The set designs elevated the room’s golden age feel, students, faculty, staff and people of all ages took a trip back in time to celebrate the Harlem Renaissance on Thursday night.

In honor of Black History Month, the Chico State’s Black Faculty and Staff Association, the Cross-Cultural Leadership Center, the Office of Diversity and Inclusion and the School of the Arts presented the tenth Harlem Renaissance Rent Party.

Beginning in the 1910s, Rent Parties were thrown in efforts to counteract the continuing rise of rent. Hosts would charge entry fees and attendees could dance to hired musicians and eat Southern-style food all night long. These parties became so popular that they played a large role in the African American cultural movement between the 20s and 30s.

The movement also produced many mainstream African American musicians and writers. It also had a significant influence on the development of theater, art and politics.

“The party lends itself as a way of sort of celebrating as well as educating about the Harlem Renaissance time period,” said Tracy Butts, English professor and the event’s coordinator. “It also lends itself to having people come dressed in costume which people love. We also get to do a fundraiser for it.

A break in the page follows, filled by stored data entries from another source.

impl<E: WaitEvent> WaitRegistry<E> {
    pub fn new(scheduler: Arc<dyn TimeoutScheduler>) -> Self {
        Self {
            inner: Arc::new(RegistryInner {
                waiting: DashMap::new(),
                closed: AtomicBool::new(false),
                scheduler,
            }),
        }
    }

    /// Creates a registry whose timers run on the current tokio runtime.
    ///
    /// # Errors
    ///
    /// Returns `WaitError::NoRuntime` outside of a tokio runtime.
    pub fn with_tokio() -> WaitResult<Self> {
        Ok(Self::new(Arc::new(TokioScheduler::current()?)))
    }

    /// Starts a registration for `kind`.
    ///
    /// ```rust,no_run
    /// # use std::time::Duration;
    /// # use eventwaiter::event::{Event, EventKind, WaitRegistry};
    /// # fn example(waiter: &WaitRegistry<Event>) -> Result<(), Box<dyn std::error::Error>> {
    /// waiter
    ///     .wait_for(EventKind::MessageReceived)
    ///     .filter(|event: &Event| event.actor().is_some_and(|a| a.as_str() == "alice"))
    ///     .timeout(Duration::from_secs(30), || println!("alice never answered"))
    ///     .run(|event| println!("alice said {:?}", event))?;
    /// # Ok(())
    /// # }
    /// ```
    pub fn wait_for(&self, kind: E::Kind) -> WaitBuilder<'_, E> {
        WaitBuilder {
            registry: self,
            kind,
            predicate: None,
            expiry: None,
        }
    }

    /// Appends a wait for `kind` behind any already pending for the same kind.
    ///
    /// # Errors
    ///
    /// Returns `WaitError::Closed` once the registry has shut down.
    #[instrument(skip_all, fields(kind = ?kind))]
    pub fn register(
        &self,
        kind: E::Kind,
        predicate: impl Fn(&E) -> bool + Send + Sync + 'static,
        on_match: impl FnOnce(E) + Send + Sync + 'static,
        expiry: Option<Expiry>,
    ) -> WaitResult<WaitHandle<E::Kind>> {
        self.insert(kind, Box::new(predicate), Box::new(on_match), expiry)
    }

    fn insert(
        &self,
        kind: E::Kind,
        predicate: Predicate<E>,
        on_match: MatchAction<E>,
        expiry: Option<Expiry>,
    ) -> WaitResult<WaitHandle<E::Kind>> {
        if self.is_closed() {
            return Err(WaitError::Closed);
        }

        let id = WaitId::new();
        let (delay, on_timeout) = match expiry {
            Some(Expiry { delay, action }) => (Some(delay), action),
            None => (None, None),
        };
        let deadline = delay.map(|d| Instant::now() + d);
        let handle = WaitHandle {
            id,
            kind: kind.clone(),
            deadline,
        };

        self.inner
            .waiting
            .entry(kind.clone())
            .or_default()
            .push_back(WaitEntry {
                id,
                kind,
                predicate,
                on_match,
                deadline,
                on_timeout,
            });

        // shutdown may have cleared the map between the check above and the insert
        if self.is_closed() {
            self.take(&handle);
            return Err(WaitError::Closed);
        }

        if let Some(delay) = delay {
            let registry = Arc::downgrade(&self.inner);
            let timer_handle = handle.clone();
            self.inner.scheduler.schedule_once(
                delay,
                Box::new(move || expire(registry, &timer_handle)),
            );
        }

        trace!(%id, "Wait registered");
        Ok(handle)
    }

    /// Routes `event` to the oldest pending wait that accepts it.
    ///
    /// The shutdown signal closes the registry instead of being matched.
    pub fn dispatch(&self, event: E) -> Dispatch {
        if self.is_closed() {
            trace!("Registry closed, ignoring event");
            return Dispatch::Closed;
        }
        if event.is_shutdown() {
            self.shutdown();
            return Dispatch::Shutdown;
        }

        let mut kinds = vec![event.kind()];
        kinds.extend(event.supertypes());

        for kind in kinds {
            let matched = match self.inner.waiting.get_mut(&kind) {
                Some(mut queue) => queue
                    .iter()
                    .position(|entry| (entry.predicate)(&event))
                    .and_then(|index| queue.remove(index)),
                None => None,
            };

            if let Some(WaitEntry { id, on_match, .. }) = matched {
                trace!(%id, ?kind, "Wait matched");
                self.prune(&kind);
                on_match(event);
                return Dispatch::Matched(id);
            }
        }
        Dispatch::Unmatched
    }

    /// Removes the wait if it is still pending and runs its timeout action.
    ///
    /// Returns `false` when the wait was already matched, cancelled or dropped by
    /// shutdown; nothing runs in that case.
    pub fn cancel_on_timeout(&self, handle: &WaitHandle<E::Kind>) -> bool {
        match self.take(handle) {
            Some(entry) => {
                debug!(id = %entry.id, kind = ?entry.kind, "Wait expired");
                if let Some(action) = entry.on_timeout {
                    action();
                }
                true
            }
            None => {
                trace!(id = %handle.id, "Expired wait already resolved");
                false
            }
        }
    }

    /// Removes the wait if it is still pending without running any callback.
    pub fn cancel(&self, handle: &WaitHandle<E::Kind>) -> bool {
        let removed = self.take(handle).is_some();
        if removed {
            debug!(id = %handle.id, "Wait cancelled");
        }
        removed
    }

    /// Closes the registry and drops every pending wait without running callbacks.
    /// Idempotent.
    pub fn shutdown(&self) {
        if self.inner.closed.swap(true, Ordering::SeqCst) {
            return;
        }
        self.inner.scheduler.shutdown();
        let dropped: usize = self.inner.waiting.iter().map(|queue| queue.len()).sum();
        self.inner.waiting.clear();
        info!(dropped, "Wait registry shut down");
    }

    pub fn is_closed(&self) -> bool {
        self.inner.closed.load(Ordering::SeqCst)
    }

    pub fn is_pending(&self, handle: &WaitHandle<E::Kind>) -> bool {
        self.inner
            .waiting
            .get(&handle.kind)
            .is_some_and(|queue| queue.iter().any(|entry| entry.id == handle.id))
    }

    /// Number of waits pending for `kind`.
    pub fn pending(&self, kind: &E::Kind) -> usize {
        self.inner
            .waiting
            .get(kind)
            .map(|queue| queue.len())
            .unwrap_or(0)
    }

    /// Waits for the next event of `kind` accepted by `predicate`.
    ///
    /// The registration is withdrawn when the timeout elapses or the returned future
    /// is dropped.
    ///
    /// # Errors
    ///
    /// * `WaitError::Timeout` - no matching event arrived in time
    /// * `WaitError::Cancelled` - the registry shut down while waiting
    /// * `WaitError::Closed` - the registry was already closed
    #[instrument(skip(self, predicate))]
    pub async fn next(
        &self,
        kind: E::Kind,
        predicate: impl Fn(&E) -> bool + Send + Sync + 'static,
        timeout: Duration,
    ) -> WaitResult<E> {
        let (tx, mut rx) = oneshot::channel();
        let handle = self.register(
            kind,
            predicate,
            move |event| {
                // the receiver is gone only if the caller stopped waiting
                let _ = tx.send(event);
            },
            None,
        )?;
        let _guard = CancelOnDrop {
            registry: self,
            handle: &handle,
        };

        let sleep = tokio::time::sleep(timeout);
        tokio::pin!(sleep);

        tokio::select! {
            result = &mut rx => result.map_err(|_| WaitError::Cancelled),
            _ = &mut sleep => {
                if self.cancel(&handle) {
                    Err(WaitError::Timeout(timeout))
                } else {
                    // a dispatch removed the entry first; its value is on the way
                    rx.await.map_err(|_| WaitError::Cancelled)
                }
            }
        }
    }

    fn take(&self, handle: &WaitHandle<E::Kind>) -> Option<WaitEntry<E>> {
        let entry = self
            .inner
            .waiting
            .get_mut(&handle.kind)
            .and_then(|mut queue| {
                let index = queue.iter().position(|entry| entry.id == handle.id)?;
                queue.remove(index)
            });
        if entry.is_some() {
            self.prune(&handle.kind);
        }
        entry
    }

    fn prune(&self, kind: &E::Kind) {
        self.inner.waiting.remove_if(kind, |_, queue| queue.is_empty());
    }
}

So it allows you to actually meet a couple objectives all in one party.”

While the party is always free to attend, donations are happily accepted and typically people are more than inclined to support the charitable cause each Rent Party is designated for.

“This year we’re raising money for Chapman Elementary School and for their library,” Butts said.

This was the second year in a row that the Rent Party was thrown to benefit the elementary school. Last year, the event raised about $500.

“We found out that their library budget had been slashed significantly so the $500 helped them to purchase books,” Butts said.

A raffle for a music-inspired painting by student, Mazi Noble, was also part of the effort to raise funds and proved to be fruitful for lots of raffle tickets were sold at the door. Noble was also selling custom prints inside the party for the cause.

In addition to the art raffle and jazz music, the entertainment included some students reciting poetry and a costume contest—won by Natalie Windt. People also enjoyed hot food, cold drinks and mingling with one another throughout the night.